Many of the themes which resurface in Alice Munro’s fiction play an important role in “Working for a Living”.
One of the first which strikes readers is the question of town versus country, which plays such a predominant role in both Lives of Girls and Women and Who Do You Think You Are?
“In those days people in town did generally look upon the people from the country as more apt to be slow-witted, tongue-tied, uncivilized, than themselves, and somewhat more docile in spite of their strength. And farmers saw people who lived in towns as having an easy life and being unlikely to survive in situations calling for fortitude, self-reliance, hard work.”
Examining the different kinds of work which her father did, in her living memory, affords Alice Munro an oppotunity to consider his position in this regard. And to find, strangely, that he straddles the divide.
He does farm — mink and foxes and, later, turkeys — but he also works at the Foundry and, much later, he writes. With the latter in mind, he brings another familiar theme into play, the comforts but also limitations of such presumptions.
Here is a man who manages to embody some of the qualities reserved for farmers as well as those reserved for townsfolk and, then, just to complicate things, he’s more bookish than the average man. For even if men are sometimes afforded the opportunity to be bookish, it is obviously considered surprising that her father would lean in this direction.
“Now—if the woman with the dustballs under the beds had read the heavy books, would she have been forgiven?
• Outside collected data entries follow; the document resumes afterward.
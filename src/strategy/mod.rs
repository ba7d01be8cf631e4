// =============================================================================
// Strategy engines — pluggable analyzers producing buy/sell/hold signals
// =============================================================================
//
// Each engine implements one method over (market, candles, current price,
// regime). Engines are stateless per call; the two that track intra-session
// state (DCA last-buy timestamps, grid snapshots) persist it through the
// configuration store and restore it on startup.
// =============================================================================

pub mod breakout;
pub mod dca;
pub mod grid;
pub mod selector;
pub mod volatility;

use async_trait::async_trait;
use rust_decimal::Decimal;
use serde::{Deserialize, Serialize};

use crate::config_store::ConfigStore;
use crate::market_data::Candle;
use crate::regime::RegimeAnalysis;
use crate::types::{Side, StrategyCode};

/// What the engine wants done.
#[derive(Debug, Clone, Copy, PartialEq, Eq, Serialize, Deserialize)]
pub enum SignalAction {
    Buy,
    Sell,
    Hold,
}

impl std::fmt::Display for SignalAction {
    fn fmt(&self, f: &mut std::fmt::Formatter<'_>) -> std::fmt::Result {
        match self {
            Self::Buy => write!(f, "BUY"),
            Self::Sell => write!(f, "SELL"),
            Self::Hold => write!(f, "HOLD"),
        }
    }
}

/// One analysis verdict. Ephemeral — consumed by the tick loop, surfaced in
/// the status API, never persisted.
#[derive(Debug, Clone, Serialize, Deserialize)]
pub struct TradingSignal {
    pub market: String,
    pub action: SignalAction,
    /// Conviction in [0, 100].
    pub confidence: f64,
    pub price: Decimal,
    pub reason: String,
    pub strategy: StrategyCode,
}

impl TradingSignal {
    pub fn hold(market: &str, strategy: StrategyCode, price: Decimal, reason: &str) -> Self {
        Self {
            market: crate::types::normalize_market(market),
            action: SignalAction::Hold,
            confidence: 0.0,
            price,
            reason: reason.to_string(),
            strategy,
        }
    }
}

/// Inputs to one analysis pass.
pub struct StrategyContext<'a> {
    pub market: &'a str,
    pub candles: &'a [Candle],
    pub current_price: Decimal,
    pub regime: &'a RegimeAnalysis,
}

/// The engine contract.
#[async_trait]
pub trait Strategy: Send + Sync {
    fn code(&self) -> StrategyCode;

    /// Pure analysis pass; any in-memory state mutation must be idempotent
    /// for a repeated tick.
    fn analyze(&self, ctx: &StrategyContext<'_>) -> TradingSignal;

    /// Hook invoked after the executor finalizes a fill originated by this
    /// engine. Default: nothing to track.
    async fn on_order_filled(&self, _market: &str, _side: Side, _price: Decimal) {}

    /// Flush any dirty engine state to the configuration store. Called by the
    /// tick loop after analysis. Default: nothing persisted.
    async fn persist_state(&self, _market: &str) {}
}

// ---------------------------------------------------------------------------
// Per-strategy parameters
// ---------------------------------------------------------------------------

/// Tunables resolved from `strategy.<code>.*` keys with per-code defaults.
#[derive(Debug, Clone, Serialize, Deserialize)]
pub struct StrategyParams {
    pub stop_loss_percent: f64,
    pub take_profit_percent: f64,
    pub trailing_trigger_percent: f64,
    pub trailing_offset_percent: f64,
    pub max_holding_secs: i64,
    pub fill_timeout_secs: u64,
    /// Fall back to a market order when the limit wait times out.
    pub market_fallback: bool,
}

impl StrategyParams {
    pub fn defaults(code: StrategyCode) -> Self {
        match code {
            StrategyCode::VolatilitySurvival => Self {
                stop_loss_percent: -1.0,
                take_profit_percent: 1.5,
                trailing_trigger_percent: 1.0,
                trailing_offset_percent: 0.5,
                max_holding_secs: 900,
                fill_timeout_secs: 3,
                market_fallback: true,
            },
            StrategyCode::Breakout => Self {
                stop_loss_percent: -2.0,
                take_profit_percent: 4.0,
                trailing_trigger_percent: 2.5,
                trailing_offset_percent: 1.0,
                max_holding_secs: 21_600,
                fill_timeout_secs: 30,
                market_fallback: true,
            },
            StrategyCode::Grid => Self {
                stop_loss_percent: -3.0,
                take_profit_percent: 2.0,
                trailing_trigger_percent: 1.5,
                trailing_offset_percent: 0.7,
                max_holding_secs: 86_400,
                fill_timeout_secs: 45,
                market_fallback: false,
            },
            StrategyCode::Dca => Self {
                stop_loss_percent: -10.0,
                take_profit_percent: 8.0,
                trailing_trigger_percent: 5.0,
                trailing_offset_percent: 2.0,
                max_holding_secs: 604_800,
                fill_timeout_secs: 45,
                market_fallback: false,
            },
        }
    }

    /// Resolve from the configuration store, falling back per key.
    pub fn load(config: &ConfigStore, code: StrategyCode) -> Self {
        let d = Self::defaults(code);
        let prefix = format!("strategy.{}", code.as_str());
        Self {
            stop_loss_percent: config
                .get_f64(&format!("{prefix}.stop_loss_pct"), d.stop_loss_percent),
            take_profit_percent: config
                .get_f64(&format!("{prefix}.take_profit_pct"), d.take_profit_percent),
            trailing_trigger_percent: config.get_f64(
                &format!("{prefix}.trailing_trigger_pct"),
                d.trailing_trigger_percent,
            ),
            trailing_offset_percent: config.get_f64(
                &format!("{prefix}.trailing_offset_pct"),
                d.trailing_offset_percent,
            ),
            max_holding_secs: config
                .get_i64(&format!("{prefix}.max_holding_secs"), d.max_holding_secs),
            fill_timeout_secs: config
                .get_i64(&format!("{prefix}.fill_timeout_secs"), d.fill_timeout_secs as i64)
                .max(1) as u64,
            market_fallback: config
                .get_bool(&format!("{prefix}.market_fallback"), d.market_fallback),
        }
    }
}

/// Strategy codes whose entries always go straight to market orders.
pub fn forces_market_order(code: StrategyCode) -> bool {
    matches!(code, StrategyCode::VolatilitySurvival)
}

// =============================================================================
// Tests
// =============================================================================
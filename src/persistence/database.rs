// =============================================================================
// SQLite pool construction and schema bootstrap
// =============================================================================
//
// The schema is created with idempotent DDL at startup; monetary columns are
// TEXT holding decimal renderings so no precision is lost through storage.
// =============================================================================

use std::str::FromStr;

use anyhow::{Context, Result};
use sqlx::sqlite::{SqliteConnectOptions, SqlitePoolOptions};
use sqlx::SqlitePool;
use tracing::info;

/// Open (creating if missing) the SQLite database at `url`.
pub async fn connect(url: &str) -> Result<SqlitePool> {
    let options = SqliteConnectOptions::from_str(url)
        .with_context(|| format!("invalid database url: {url}"))?
        .create_if_missing(true);

    let pool = SqlitePoolOptions::new()
        .max_connections(5)
        .connect_with(options)
        .await
        .context("failed to open sqlite database")?;

    info!(url, "database connected");
    Ok(pool)
}

/// Create every table and index the engine needs. Safe to run on every boot.
pub async fn init_schema(pool: &SqlitePool) -> Result<()> {
    let statements = [
        r#"
        CREATE TABLE IF NOT EXISTS config_entries (
            key         TEXT PRIMARY KEY,
            value       TEXT NOT NULL,
            category    TEXT,
            description TEXT,
            updated_at  TEXT NOT NULL
        )
        "#,
        r#"
        CREATE TABLE IF NOT EXISTS trades (
            id               INTEGER PRIMARY KEY AUTOINCREMENT,
            order_id         TEXT NOT NULL,
            market           TEXT NOT NULL,
            side             TEXT NOT NULL,
            order_type       TEXT NOT NULL,
            price            TEXT NOT NULL,
            quantity         TEXT NOT NULL,
            total_amount     TEXT NOT NULL,
            fee              TEXT NOT NULL,
            slippage_percent REAL,
            is_partial_fill  INTEGER NOT NULL DEFAULT 0,
            pnl              TEXT,
            pnl_percent      REAL,
            strategy         TEXT NOT NULL,
            regime           TEXT,
            confidence       REAL NOT NULL DEFAULT 0,
            reason           TEXT NOT NULL DEFAULT '',
            simulated        INTEGER NOT NULL DEFAULT 0,
            created_at       TEXT NOT NULL
        )
        "#,
        r#"CREATE INDEX IF NOT EXISTS ix_trades_created ON trades(created_at)"#,
        r#"CREATE INDEX IF NOT EXISTS ix_trades_market_side ON trades(market, side, created_at)"#,
        r#"
        CREATE TABLE IF NOT EXISTS positions (
            id                    TEXT PRIMARY KEY,
            strategy              TEXT NOT NULL,
            market                TEXT NOT NULL,
            side                  TEXT NOT NULL,
            status                TEXT NOT NULL,
            entry_price           TEXT NOT NULL,
            filled_quantity       TEXT NOT NULL,
            target_quantity       TEXT NOT NULL,
            average_exit_price    TEXT,
            stop_loss_percent     REAL NOT NULL,
            take_profit_percent   REAL NOT NULL,
            trailing_active       INTEGER NOT NULL DEFAULT 0,
            trailing_peak_price   TEXT,
            timeout_at            TEXT NOT NULL,
            exit_reason           TEXT,
            exit_order_id         TEXT,
            last_close_attempt_at TEXT,
            close_attempt_count   INTEGER NOT NULL DEFAULT 0,
            entry_time            TEXT NOT NULL,
            exit_time             TEXT,
            realized_pnl          TEXT,
            realized_pnl_percent  REAL
        )
        "#,
        r#"CREATE INDEX IF NOT EXISTS ix_positions_status ON positions(status)"#,
        r#"CREATE INDEX IF NOT EXISTS ix_positions_market ON positions(market, status)"#,
        r#"
        CREATE TABLE IF NOT EXISTS lifecycle_events (
            id             INTEGER PRIMARY KEY AUTOINCREMENT,
            order_id       TEXT,
            market         TEXT NOT NULL,
            side           TEXT,
            event_type     TEXT NOT NULL,
            strategy_group TEXT NOT NULL,
            strategy_code  TEXT,
            price          TEXT,
            quantity       TEXT,
            message        TEXT,
            created_at     TEXT NOT NULL
        )
        "#,
        // At most one BUY_FILLED and one SELL_FILLED per order id.
        r#"
        CREATE UNIQUE INDEX IF NOT EXISTS ux_lifecycle_fill
            ON lifecycle_events(order_id, event_type)
            WHERE event_type IN ('BUY_FILLED', 'SELL_FILLED')
        "#,
        r#"CREATE INDEX IF NOT EXISTS ix_lifecycle_created ON lifecycle_events(created_at)"#,
        r#"
        CREATE TABLE IF NOT EXISTS optimizer_audit (
            id              INTEGER PRIMARY KEY AUTOINCREMENT,
            key             TEXT NOT NULL,
            current_value   TEXT NOT NULL,
            suggested_value TEXT NOT NULL,
            confidence      REAL NOT NULL,
            accepted        INTEGER NOT NULL,
            reason          TEXT NOT NULL,
            created_at      TEXT NOT NULL
        )
        "#,
        r#"CREATE INDEX IF NOT EXISTS ix_optimizer_audit_key ON optimizer_audit(key, created_at)"#,
    ];

    for ddl in statements {
        sqlx::query(ddl)
            .execute(pool)
            .await
            .context("schema statement failed")?;
    }

    info!("database schema ready");
    Ok(())
}

/// In-memory database for tests. Pinned to one connection so every query
/// sees the same memory instance.
#[cfg(test)]
pub async fn memory_pool() -> SqlitePool {
    let options = SqliteConnectOptions::from_str("sqlite::memory:").expect("memory url");
    let pool = SqlitePoolOptions::new()
        .max_connections(1)
        .connect_with(options)
        .await
        .expect("memory db");
    init_schema(&pool).await.expect("schema");
    pool
}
I don’t believe so. It was women who judged her, and women judged women more harshly than they did men. Also, it must be remembered that my grandfather got his work done first—his woodpiles were orderly and his stable shipshape. In no point of behavior did his reading affect his life. ”
Here, too, is another related-but-not-reliably-aligned matter, this question of different standards for men and women: between and among the sexes, the sets of expectations which confine/protect members.
Complexity is built right in. As delicate as a divide can be, there are individuals who find another way of being, sometimes even more dramatically than her father did.
“A life in the bush, away from the towns, on the edge of the farms—how could it be managed?
Even here, where men and women mostly took whatever was cut out for them, some men had managed it.”
Just as Rose grew up in a home which straddled the line between town and country (in WDYTYA?), the home described in”Working for a Living” occupies that in-between as well.
“To the east was the town, the church towers and the tower of the Town Hall visible when the leaves were off the trees, and on the mile or so of road between us and the main street there was a gradual thickening of houses, a turning of dirt paths into sidewalks, an appearance of a lone streetlight, so that you might say we were at the town’s farthest edges, though beyond its legal municipal boundaries.”
And even when rules and expectations are rigidly defined, there is often a way to circumvent the well-trodden paths. Behaviour which is considered eccentric in one sphere might be displayed in such a way as to reduce the risk of offense to onlookers.
“For a while, maybe all through the fifties, it was considered eccentric for any girl to be riding a bicycle after she was old enough, say, to wear a brassiere. But to get to the Foundry I could travel on back roads, I didn’t have to go through town.”
There is, however, a question, too, of how much can be adequately remembered about times past. It seems likely that one would remember general practices, like whether or not one felt comfortable riding a bicycle after a certain age, but particular details are easily mis-remembered or lost.
Backroads and crossroads might be easily muddled. This is true, too, when the author is considering, in later years, the route that her father travelled on a particular journey when she was a girl, riding as a passenger alongside.
““But why would he go this way to Muskoka?” my husband said. “Wouldn’t he go along No. 9 and then go up on Highway 11?”
He was right. I wondered whether I could have been mistaken. It could have been another store at another crossroads where we bought the gas and the ice cream.”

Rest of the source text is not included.